El Govern de les Illes Balears ha comenzado a implementar una historia clínica electrónica compartida para los usuarios de residencias, tanto públicas como privadas, en la comunidad. Este sistema permitirá que la información clínica de los residentes sea accesible para el personal del Servicio de Salud y los profesionales de los centros residenciales. La consellera de Salud, Manuela García, y el presidente del Consell de Mallorca, Llorenç Galmés, presentaron esta iniciativa en la residencia Oms de Palma, donde ya se está llevando a cabo el proyecto.
Durante la presentación, se destacó la importancia de que todos los profesionales que atienden a una persona dependiente cuenten con una visión unificada y actualizada de su evolución sanitaria y social.
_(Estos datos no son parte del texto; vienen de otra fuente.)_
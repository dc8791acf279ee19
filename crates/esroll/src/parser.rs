//! Parsing of module source into an swc AST
//!
//! Positions handed to swc start at [`START_POS`]; every span leaving this
//! module is converted into a 0-based byte offset into the source text.

use std::{ops::Range, path::Path};

use swc_core::{
    common::{
        BytePos, Span, Spanned,
        comments::{CommentKind, SingleThreadedComments},
    },
    ecma::{
        ast::{EsVersion, Module},
        parser::{Parser, StringInput, Syntax, lexer::Lexer},
    },
};

use crate::error::BundleError;

/// swc reserves `BytePos(0)` for dummy spans, so sources start one byte in.
pub(crate) const START_POS: u32 = 1;

/// A comment found in module source
#[derive(Debug, Clone, PartialEq, Eq)]
pub struct SourceComment {
    pub block: bool,
    pub start: usize,
    pub end: usize,
}

/// Result of parsing one module
#[derive(Debug)]
pub struct ParsedModule {
    pub ast: Module,
    /// All comments in source order
    pub comments: Vec<SourceComment>,
}

/// Convert an swc position into a byte offset into the source
#[inline]
pub(crate) fn offset(pos: BytePos) -> usize {
    pos.0.saturating_sub(START_POS) as usize
}

/// Convert an swc span into a byte range into the source
#[inline]
pub(crate) fn range(span: Span) -> Range<usize> {
    offset(span.lo)..offset(span.hi)
}

/// Parse `source` as an ES module
pub fn parse_module(source: &str, path: &Path) -> Result<ParsedModule, BundleError> {
    let comments = SingleThreadedComments::default();
    let end = START_POS + u32::try_from(source.len()).unwrap_or(u32::MAX - START_POS);
    let lexer = Lexer::new(
        Syntax::Es(Default::default()),
        EsVersion::Es2020,
        StringInput::new(source, BytePos(START_POS), BytePos(end)),
        Some(&comments),
    );
    let mut parser = Parser::new_from(lexer);

    let ast = parser
        .parse_module()
        .map_err(|err| syntax_error(source, path, err.span(), &err.kind().msg()))?;

    if let Some(err) = parser.take_errors().into_iter().next() {
        return Err(syntax_error(source, path, err.span(), &err.kind().msg()));
    }

    Ok(ParsedModule {
        ast,
        comments: collect_comments(&comments),
    })
}

fn collect_comments(comments: &SingleThreadedComments) -> Vec<SourceComment> {
    let (leading, trailing) = comments.borrow_all();
    let mut collected: Vec<SourceComment> = leading
        .values()
        .chain(trailing.values())
        .flatten()
        .map(|comment| SourceComment {
            block: comment.kind == CommentKind::Block,
            start: offset(comment.span.lo),
            end: offset(comment.span.hi),
        })
        .collect();

    collected.sort_by_key(|comment| comment.start);
    collected.dedup_by_key(|comment| comment.start);
    collected
}

fn syntax_error(source: &str, path: &Path, span: Span, message: &str) -> BundleError {
    let (line, column) = line_column(source, offset(span.lo));
    BundleError::Parse {
        path: path.to_path_buf(),
        line,
        column,
        message: message.to_owned(),
    }
}

/// 1-based line and column of a byte offset
pub(crate) fn line_column(source: &str, offset: usize) -> (usize, usize) {
    let offset = offset.min(source.len());
    let before = &source.as_bytes()[..offset];
    let line = before.iter().filter(|&&b| b == b'\n').count() + 1;
    let line_start = before
        .iter()
        .rposition(|&b| b == b'\n')
        .map_or(0, |idx| idx + 1);
    (line, offset - line_start + 1)
}

#[cfg(test)]
mod tests {
    use std::path::PathBuf;

    use super::*;

    #[test]
    fn test_offsets_are_zero_based() {
        let parsed = parse_module("var a = 1;\nfoo(a);", Path::new("a.js")).expect("parses");
        let spans: Vec<_> = parsed
            .ast
            .body
            .iter()
            .map(|item| range(item.span()))
            .collect();
        assert_eq!(spans, vec![0..10, 11..18]);
    }

    #[test]
    fn test_comments_are_collected_in_order() {
        let source = "// one\nvar a = 1; /* two */\n/* three */ a();";
        let parsed = parse_module(source, Path::new("a.js")).expect("parses");
        let texts: Vec<_> = parsed
            .comments
            .iter()
            .map(|c| &source[c.start..c.end])
            .collect();
        assert_eq!(texts, vec!["// one", "/* two */", "/* three */"]);
        assert!(!parsed.comments[0].block);
        assert!(parsed.comments[1].block);
    }

    #[test]
    fn test_syntax_error_reports_position() {
        let err = parse_module("var a = 1;\nvar = 2;", Path::new("broken.js"))
            .expect_err("should fail");
        match err {
            BundleError::Parse {
                path, line, column, ..
            } => {
                assert_eq!(path, PathBuf::from("broken.js"));
                assert_eq!(line, 2);
                assert_eq!(column, 5);
            }
            other => panic!("unexpected error: {other}"),
        }
    }

    #[test]
    fn test_line_column() {
        assert_eq!(line_column("ab\ncd", 0), (1, 1));
        assert_eq!(line_column("ab\ncd", 4), (2, 2));
    }
}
Esto no solo facilitará la atención y el cuidado de los residentes, sino que también permitirá una mejor toma de decisiones al acceder a datos como las valoraciones clínicas diarias y los planes de cuidados, que serán visibles tanto para el personal del Servicio de Salud como para el de las residencias.
Para lograr esta integración, se ha unificado el sistema de información clínica de ambos ámbitos, permitiendo que los datos de los pacientes de las residencias se incorporen y se transmitan a través de NEXA, una plataforma de interoperabilidad. Actualmente, 21 residencias cumplen con los requisitos de conectividad, beneficiando a 1.393 personas dependientes, y se prevé que en total 43 centros de la red pública de atención a la dependencia de las Islas Baleares, que suman 3.567 plazas, se integren en este sistema. Este proyecto, denominado IoREs, tiene un presupuesto de 1.573.579 € y busca transformar el modelo de atención social y sanitaria en una respuesta integrada, mejorando la coordinación y la eficacia en la atención.